Drugs that stimulate ovulation are often used with intrauterine insemination, a procedure in which millions of sperm are inserted into a woman’s uterus around the time of ovulation to increase the chance of pregnancy. A partner’s sperm or donor sperm may be used.  

Q. What are the side effects of fertility drugs?

A. Among the most common bothersome side effects of clomiphene are hot flashes, which occur in 10 percent of women. Abdominal discomfort and bloating is seen in less than 5 percent. Less common are nausea, vomiting, and breast discomfort, which occur in 2 percent of women. Gonadotropins can cause side effects similar to clomiphene. The most common serious adverse event with gonadotropins is ovarian hyperstimulation syndrome. This causes ovarian enlargement and pain and an accumulation of fluid in the abdomen that is potentially dangerous. This results in pain in the pelvic area.  

The occurrence of ovarian hyperstimulation syndrome varies with the gonadotropin used, but with most gonadotropins, hyperstimulation occurs in 5 percent to 7 percent of women, with severe cases affecting less than 2 percent of patients, according to Gassman. Mild cases may result in the development of ovarian cysts. “In severe cases of this, patients may need to be hospitalized for lung, kidney, and liver problems, and deaths have been reported, but this is rare,” Gassman says. People who experience bothersome side effects while taking fertility drugs should see their doctors.

The incidence of multiple pregnancies with clomiphene is about 8 percent, and the incidence of multiple pregnancies with gonadotropins is up to 20 percent. In contrast, the rate of multiple infant births is 3 percent in the general U.S. population, according to a 2001 report on ART success rates published by the Centers for Disease Control and Prevention (CDC) and the ASRM. Most of the cases of multiple pregnancies due to ovulation-stimulating drugs result in twins, according to the ASRM, but up to 5 percent result in triplets or a higher number of babies. A multiple pregnancy significantly raises the risk of preterm labor, pregnancy complications for the mother, and low birth weight and long-term disability in babies. 

 Q. Do fertility drugs cause ovarian cancer?

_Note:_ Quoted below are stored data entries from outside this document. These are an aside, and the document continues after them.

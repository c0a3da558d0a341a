//! # ヘルスチェック共通型

use serde::Serialize;

/// ヘルスチェックレスポンス
///
/// `status` はサービスの稼働状態、`version` は Cargo.toml のバージョンを示す。
///
/// ## 使用例
///
/// ```
/// use tenderwatch_shared::HealthResponse;
///
/// let response = HealthResponse::healthy("0.1.0");
/// assert_eq!(response.status, "healthy");
/// ```
#[derive(Debug, Serialize)]
pub struct HealthResponse {
    /// 稼働状態（`"healthy"`）
    pub status:  String,
    /// アプリケーションバージョン
    pub version: String,
}

impl HealthResponse {
    pub fn healthy(version: impl Into<String>) -> Self {
        Self {
            status:  "healthy".to_string(),
            version: version.into(),
        }
    }
}

#[cfg(test)]
mod tests {
    use super::*;

    #[test]
    fn test_health_responseのserializeで正しいjson形状にする() {
        let json = serde_json::to_value(HealthResponse::healthy("0.1.0")).unwrap();

        assert_eq!(
            json,
            serde_json::json!({
                "status": "healthy",
                "version": "0.1.0"
            })
        );
    }
}
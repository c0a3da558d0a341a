//! # RecipientRepository
//!
//! リマインダーの所有者（ユーザー / 顧客）を通知の受信者として解決するリポジトリ。
//!
//! ## 設計方針
//!
//! - **所有者種別ごとのテーブル**: ユーザーは `users`、顧客は `customers` から取得する
//! - **宛先の検証はしない**: メールアドレス未登録の受信者もそのまま返し、
//!   送信可否は [`Recipient::address`] で呼び出し側が判断する

use async_trait::async_trait;
use sqlx::PgPool;
use tenderwatch_domain::{
    recipient::{Recipient, RecipientKind},
    reminder::ReminderOwner,
};

use crate::error::InfraError;

/// 受信者リポジトリトレイト
#[async_trait]
pub trait RecipientRepository: Send + Sync {
    /// 所有者から受信者を検索
    ///
    /// # 戻り値
    ///
    /// - `Ok(Some(recipient))`: 見つかった場合
    /// - `Ok(None)`: 削除済みなどで見つからない場合
    /// - `Err(_)`: データベースエラー
    async fn find_by_owner(&self, owner: ReminderOwner) -> Result<Option<Recipient>, InfraError>;
}

#[derive(Debug, sqlx::FromRow)]
struct RecipientRow {
    name:  Option<String>,
    email: Option<String>,
}

/// PostgreSQL 実装の RecipientRepository
#[derive(Debug, Clone)]
pub struct PostgresRecipientRepository {
    pool: PgPool,
}

impl PostgresRecipientRepository {
    /// 新しいリポジトリインスタンスを作成
    pub fn new(pool: PgPool) -> Self {
        Self { pool }
    }
}

#[async_trait]
impl RecipientRepository for PostgresRecipientRepository {
    #[tracing::instrument(skip_all, level = "debug", fields(?owner))]
    async fn find_by_owner(&self, owner: ReminderOwner) -> Result<Option<Recipient>, InfraError> {
        let (kind, sql, id) = match owner {
            ReminderOwner::User(id) => (
                RecipientKind::User,
                "SELECT name, email FROM users WHERE id = $1",
                id.as_i64(),
            ),
            ReminderOwner::Customer(id) => (
                RecipientKind::Customer,
                "SELECT name, email FROM customers WHERE id = $1",
                id.as_i64(),
            ),
        };

        let row = sqlx::query_as::<_, RecipientRow>(sql)
            .bind(id)
            .fetch_optional(&self.pool)
            .await?;

        let Some(row) = row else {
            return Ok(None);
        };

        Ok(Some(Recipient {
            kind,
            name: row.name,
            email: row.email,
        }))
    }
}

#[cfg(test)]
mod tests {
    use super::*;

    #[test]
    fn トレイトはsendとsyncを実装している() {
        fn assert_send_sync<T: Send + Sync>() {}
        assert_send_sync::<PostgresRecipientRepository>();
    }
}
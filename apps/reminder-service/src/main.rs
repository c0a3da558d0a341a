//! # Reminder Service サーバー
//!
//! 入札案件リマインダーを照合し、メールで通知するサービス。
//!
//! ## 起動方法
//!
//! ```bash
//! # 開発環境
//! cargo run -p tenderwatch-reminder-service
//!
//! # 本番環境
//! REMINDER_PORT=3100 NOTIFICATION_BACKEND=smtp cargo run -p tenderwatch-reminder-service --release
//! ```
//!
//! ## 環境変数
//!
//! | 変数名 | 必須 | 説明 |
//! |--------|------|------|
//! | `DATABASE_URL` | **Yes** | PostgreSQL 接続 URL |
//! | `REMINDER_HOST` | No | バインドアドレス（既定 `0.0.0.0`） |
//! | `REMINDER_PORT` | No | ポート番号（既定 `3100`） |
//! | `NOTIFICATION_BACKEND` | No | `smtp` または `noop`（既定 `noop`） |
//! | `SWEEP_TIME` / `SWEEP_TIMEZONE` | No | 日次スイープの現地時刻とタイムゾーン |
//! | `RUST_LOG` | No | ログレベル |
//! | `LOG_FORMAT` | No | `json` または `pretty` |
//!
//! その他の項目は [`ReminderConfig`] を参照。

use std::{net::SocketAddr, sync::Arc};

use anyhow::Context as _;
use tenderwatch_domain::clock::{Clock, SystemClock};
use tenderwatch_infra::{
    NotificationSender,
    db,
    notification::{NoopNotificationSender, SmtpNotificationSender},
    repository::{
        PostgresCatalogRepository,
        PostgresRecipientRepository,
        PostgresReminderRepository,
        PostgresTenderRepository,
    },
};
use tenderwatch_reminder_service::{
    config::{NotificationBackend, ReminderConfig},
    handler::{ReminderState, router},
    usecase::{Dispatcher, MessageBuilder, NotificationService, ReminderMatcher, spawn_daily_trigger},
};
use tenderwatch_shared::observability::{TracingConfig, init_tracing};
use tokio::net::TcpListener;

#[tokio::main]
async fn main() -> anyhow::Result<()> {
    dotenvy::dotenv().ok();

    init_tracing(TracingConfig::from_env("reminder-service"));

    let config = ReminderConfig::from_env().context("設定の読み込みに失敗しました")?;

    tracing::info!(
        "Reminder Service サーバーを起動します: {}:{}",
        config.host,
        config.port
    );

    let pool = db::create_pool(&config.database_url)
        .await
        .context("データベース接続に失敗しました")?;
    tracing::info!("データベースに接続しました");

    let sender: Arc<dyn NotificationSender> = match config.notification {
        NotificationBackend::Smtp(settings) => {
            tracing::info!(
                "SMTP 通知送信を使用します: {}:{}",
                settings.host,
                settings.port
            );
            Arc::new(SmtpNotificationSender::new(settings).context("SMTP 送信の初期化に失敗しました")?)
        }
        NotificationBackend::Noop => {
            tracing::info!("Noop 通知送信を使用します（メール送信なし）");
            Arc::new(NoopNotificationSender)
        }
    };

    let matcher = ReminderMatcher::new(
        Arc::new(PostgresReminderRepository::new(pool.clone())),
        Arc::new(PostgresTenderRepository::new(pool.clone())),
        Arc::new(PostgresCatalogRepository::new(pool.clone())),
        Arc::new(PostgresRecipientRepository::new(pool)),
    );
    let builder =
        MessageBuilder::new(config.sweep.timezone).context("テンプレートの読み込みに失敗しました")?;
    let dispatcher = Arc::new(Dispatcher::new(sender, config.dispatch));
    let clock: Arc<dyn Clock> = Arc::new(SystemClock);

    let service = Arc::new(NotificationService::new(
        matcher,
        builder,
        dispatcher,
        Arc::clone(&clock),
        config.sweep,
    ));

    let _daily = spawn_daily_trigger(Arc::clone(&service), clock, config.sweep);

    let app = router(Arc::new(ReminderState { service }));

    let addr: SocketAddr = format!("{}:{}", config.host, config.port)
        .parse()
        .context("不正なアドレスです")?;
    let listener = TcpListener::bind(addr).await?;
    tracing::info!("Reminder Service サーバーが起動しました: {}", addr);

    axum::serve(listener, app).await?;

    Ok(())
}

A. Concern over a link between fertility drugs and ovarian cancer came from studies published in the early 1990s that suggested the risk of ovarian cancer might be significantly increased in women exposed to ovulation drugs. “But more recent studies have failed to corroborate a strong association between fertility drugs and ovarian cancer in the general population,” Gassman says.  

One study, supported by the National Cancer Institute, evaluated more than 12,000 women and did not find a strong link between ovulation-stimulating drugs (clomiphene and gonadotropins) and ovarian cancer. The researchers also concluded that slight but non-significant elevations in risk with drug use among certain subgroups support the need to continue monitoring long-term risks. The study was published in the June 2004 issue of Obstetrics and Gynecology, the journal of the American College of Obstetricians and Gynecologists. Gassman says, “The FDA continues to monitor adverse events possibly associated with these drugs and takes appropriate action when necessary based on our current understanding of the risks and benefits.”